В тот день произошло много интересного, но обо всем по порядку.

3

Только я собрался в институт, как в дверь позвонили. Это был сосед.

– Лексеич, пойдем ко мне, посидим, очень тебя прошу, – сказал Синельников.

– Давай, вечером. Мне в институт надо

– Лексеич, пойми, мне нужен свидетель. Брательник жены пришел, пьяный, с ним два друга. Вот они сейчас сидят, пьют на кухне, грозятся, кричат: «Синий, иди к нам, мы тебя голубым сделаем». Скоро напьются, придут ко мне, и я одного грохну. Обязательно замочу. Надо, чтобы был свидетель. А то их трое, они, конечно, все представят так, как им удобно.

– Знаешь, Стас, я боюсь, – сознался я, – давай уж лучше у меня

посидим.

– Да ты просто побудешь, – не унимался сосед. – Ты не вмешивайся. Просто нужен свидетель.
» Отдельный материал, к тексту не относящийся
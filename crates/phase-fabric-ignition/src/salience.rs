//! Salience scoring input.
//!
//! Scores arrive from an upstream attention component and are treated as
//! opaque input here; the coordinator only compares the weighted total
//! against admission thresholds.

use serde::{Deserialize, Serialize};

/// Weight of the novelty component in the total.
const NOVELTY_WEIGHT: f64 = 0.4;

/// Weight of the relevance component in the total.
const RELEVANCE_WEIGHT: f64 = 0.3;

/// Weight of the urgency component in the total.
const URGENCY_WEIGHT: f64 = 0.3;

/// Externally supplied salience of a content payload.
///
/// Components are clamped to [0, 1] at construction; the total is the
/// novelty-leaning weighted combination `0.4·novelty + 0.3·relevance +
/// 0.3·urgency`.
#[derive(Debug, Clone, Copy, PartialEq, Serialize, Deserialize)]
pub struct SalienceScore {
    pub novelty: f64,
    pub relevance: f64,
    pub urgency: f64,
}

impl SalienceScore {
    /// Build a score, clamping each component to [0, 1].
    pub fn new(novelty: f64, relevance: f64, urgency: f64) -> Self {
        Self {
            novelty: novelty.clamp(0.0, 1.0),
            relevance: relevance.clamp(0.0, 1.0),
            urgency: urgency.clamp(0.0, 1.0),
        }
    }

    /// Weighted total in [0, 1].
    pub fn total(&self) -> f64 {
        NOVELTY_WEIGHT * self.novelty
            + RELEVANCE_WEIGHT * self.relevance
            + URGENCY_WEIGHT * self.urgency
    }
}

#[cfg(test)]
mod tests {
    use super::*;

    #[test]
    fn components_are_clamped() {
        let score = SalienceScore::new(1.5, -0.2, 0.5);
        assert_eq!(score.novelty, 1.0);
        assert_eq!(score.relevance, 0.0);
        assert_eq!(score.urgency, 0.5);
    }

    #[test]
    fn total_is_weighted_and_bounded() {
        let high = SalienceScore::new(0.85, 0.9, 0.75);
        let expected = 0.4 * 0.85 + 0.3 * 0.9 + 0.3 * 0.75;
        assert!((high.total() - expected).abs() < 1e-9);
        assert!(high.total() > 0.65, "typical salient input clears 0.65");

        let max = SalienceScore::new(1.0, 1.0, 1.0);
        assert!((max.total() - 1.0).abs() < 1e-9);

        let low = SalienceScore::new(0.2, 0.2, 0.2);
        assert!((low.total() - 0.2).abs() < 1e-9);
    }
}
//! Collaboration hooks for the excluded presentation layer.
//!
//! Two seams: an optional [`ContentEnricher`] invoked during the Broadcast
//! phase, and [`IgnitionObserver`]s that receive [`IgnitionSignal`]s as
//! events move through the protocol. Dashboards, queues and push channels
//! subscribe here instead of living inside the core.

use std::sync::Arc;

use async_trait::async_trait;
use chrono::{DateTime, Utc};

use crate::event::IgnitionPhase;

/// Optional hook that enriches the content payload before broadcast.
///
/// A returned value is merged into the payload under the `"enrichment"`
/// key; returning `None` leaves the payload untouched.
#[async_trait]
pub trait ContentEnricher: Send + Sync {
    async fn enrich(&self, content: &serde_json::Value) -> Option<serde_json::Value>;
}

/// Signals emitted as the coordinator processes ignition attempts.
#[derive(Debug, Clone)]
pub enum IgnitionSignal {
    /// An attempt cleared the admission gates
    Admitted {
        event_id: String,
        timestamp: DateTime<Utc>,
    },
    /// An event entered a protocol phase
    PhaseChanged {
        event_id: String,
        phase: IgnitionPhase,
        timestamp: DateTime<Utc>,
    },
    /// An event finalized successfully
    Completed {
        event_id: String,
        achieved_coherence: f64,
        timestamp: DateTime<Utc>,
    },
    /// An event finalized as failed
    Failed {
        event_id: String,
        reason: String,
        timestamp: DateTime<Utc>,
    },
    /// The coordinator entered degraded mode
    DegradedEntered { timestamp: DateTime<Utc> },
    /// The coordinator exited degraded mode
    DegradedExited { timestamp: DateTime<Utc> },
}

/// Receives ignition signals; implementations must not block.
pub trait IgnitionObserver: Send + Sync {
    fn on_signal(&self, signal: &IgnitionSignal);
}

/// Fans signals out to registered observers.
#[derive(Clone, Default)]
pub struct ObserverRegistry {
    observers: Arc<tokio::sync::RwLock<Vec<Box<dyn IgnitionObserver>>>>,
}

impl ObserverRegistry {
    pub fn new() -> Self {
        Self::default()
    }

    /// Register an observer for all future signals.
    pub async fn register(&self, observer: Box<dyn IgnitionObserver>) {
        self.observers.write().await.push(observer);
    }

    /// Deliver a signal to every observer.
    pub async fn broadcast(&self, signal: IgnitionSignal) {
        let observers = self.observers.read().await;
        for observer in observers.iter() {
            observer.on_signal(&signal);
        }
    }
}

impl std::fmt::Debug for ObserverRegistry {
    fn fmt(&self, f: &mut std::fmt::Formatter<'_>) -> std::fmt::Result {
        f.debug_struct("ObserverRegistry").finish()
    }
}

#[cfg(test)]
mod tests {
    use super::*;
    use std::sync::atomic::{AtomicUsize, Ordering};

    struct Counter(Arc<AtomicUsize>);

    impl IgnitionObserver for Counter {
        fn on_signal(&self, _signal: &IgnitionSignal) {
            self.0.fetch_add(1, Ordering::SeqCst);
        }
    }

    #[tokio::test]
    async fn registered_observers_receive_signals() {
        let registry = ObserverRegistry::new();
        let count = Arc::new(AtomicUsize::new(0));
        registry
            .register(Box::new(Counter(Arc::clone(&count))))
            .await;
        registry
            .register(Box::new(Counter(Arc::clone(&count))))
            .await;

        registry
            .broadcast(IgnitionSignal::DegradedEntered {
                timestamp: Utc::now(),
            })
            .await;

        assert_eq!(count.load(Ordering::SeqCst), 2);
    }
}
#[cfg(test)]
mod tests {
    use super::*;

    fn fast_breaker() -> CircuitBreaker {
        CircuitBreaker::new(3, Duration::from_millis(50))
    }

    #[test]
    fn breaker_opens_at_threshold() {
        let mut breaker = fast_breaker();
        assert_eq!(breaker.state(), BreakerState::Closed);

        breaker.record_failure();
        breaker.record_failure();
        assert_eq!(breaker.state(), BreakerState::Closed);

        breaker.record_failure();
        assert_eq!(breaker.state(), BreakerState::Open);
        assert!(!breaker.check_admission());
    }

    #[test]
    fn success_resets_failure_count() {
        let mut breaker = fast_breaker();
        breaker.record_failure();
        breaker.record_failure();
        breaker.record_success();
        assert_eq!(breaker.consecutive_failures(), 0);

        breaker.record_failure();
        breaker.record_failure();
        assert_eq!(breaker.state(), BreakerState::Closed);
    }

    #[test]
    fn half_open_admits_exactly_one_trial() {
        let mut breaker = CircuitBreaker::new(1, Duration::from_millis(10));
        breaker.record_failure();
        assert_eq!(breaker.state(), BreakerState::Open);
        assert!(!breaker.check_admission());

        std::thread::sleep(Duration::from_millis(15));
        assert!(breaker.check_admission(), "first post-timeout call is the trial");
        assert_eq!(breaker.state(), BreakerState::HalfOpen);
        assert!(
            !breaker.check_admission(),
            "second call must wait for the trial outcome"
        );
    }

    #[test]
    fn trial_failure_reopens_with_fresh_timeout() {
        let mut breaker = CircuitBreaker::new(1, Duration::from_millis(20));
        breaker.record_failure();
        std::thread::sleep(Duration::from_millis(25));
        assert!(breaker.check_admission());

        breaker.record_failure();
        assert_eq!(breaker.state(), BreakerState::Open);
        assert!(!breaker.check_admission(), "freshly reopened breaker refuses");
    }

    #[test]
    fn trial_success_closes() {
        let mut breaker = CircuitBreaker::new(1, Duration::from_millis(10));
        breaker.record_failure();
        std::thread::sleep(Duration::from_millis(15));
        assert!(breaker.check_admission());

        breaker.record_success();
        assert_eq!(breaker.state(), BreakerState::Closed);
        assert!(breaker.check_admission());
    }

    #[test]
    fn abandoned_trial_frees_the_slot() {
        let mut breaker = CircuitBreaker::new(1, Duration::from_millis(10));
        breaker.record_failure();
        std::thread::sleep(Duration::from_millis(15));
        assert!(breaker.check_admission());

        breaker.abandon_trial();
        assert!(
            breaker.check_admission(),
            "slot must be reusable after an abandoned trial"
        );
    }
}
Что мне оставалось? Пошел к соседу, решив в меру сил своих остановить конфликт словесно, а, в крайнем случае, оказать Синельникову посильную физическую помощь. Сидели мы со Стасом в комнате, ждали развязки и дождались. Брат жены с друзьями напился и прямо на кухне, на полу, улеглись они спать. Я поехал в институт, не стал дожидаться пробуждения. По словам соседа, когда они проснулись, были ниже травы, тише воды.

Приехал я в институт, и кого же там встретил? Всю ту же Тамарку. Ту, да не ту. Была она разряжена и очень весела. Она пришла в институт без предупреждения, без приглашения и вела себя так, будто бывала в нем не раз. Тамарка сказала, что голодна и что очень хочет есть. Я предложил ей спуститься в институтский буфет, но она отказалась, и попросилась в кафе. Сказала, что деньги у нее есть, а вот одной ей идти туда страшно. Чувствуя себя виноватым за вчерашнюю ругань и нервотрепку, я поплелся с Тамаркой в кафе.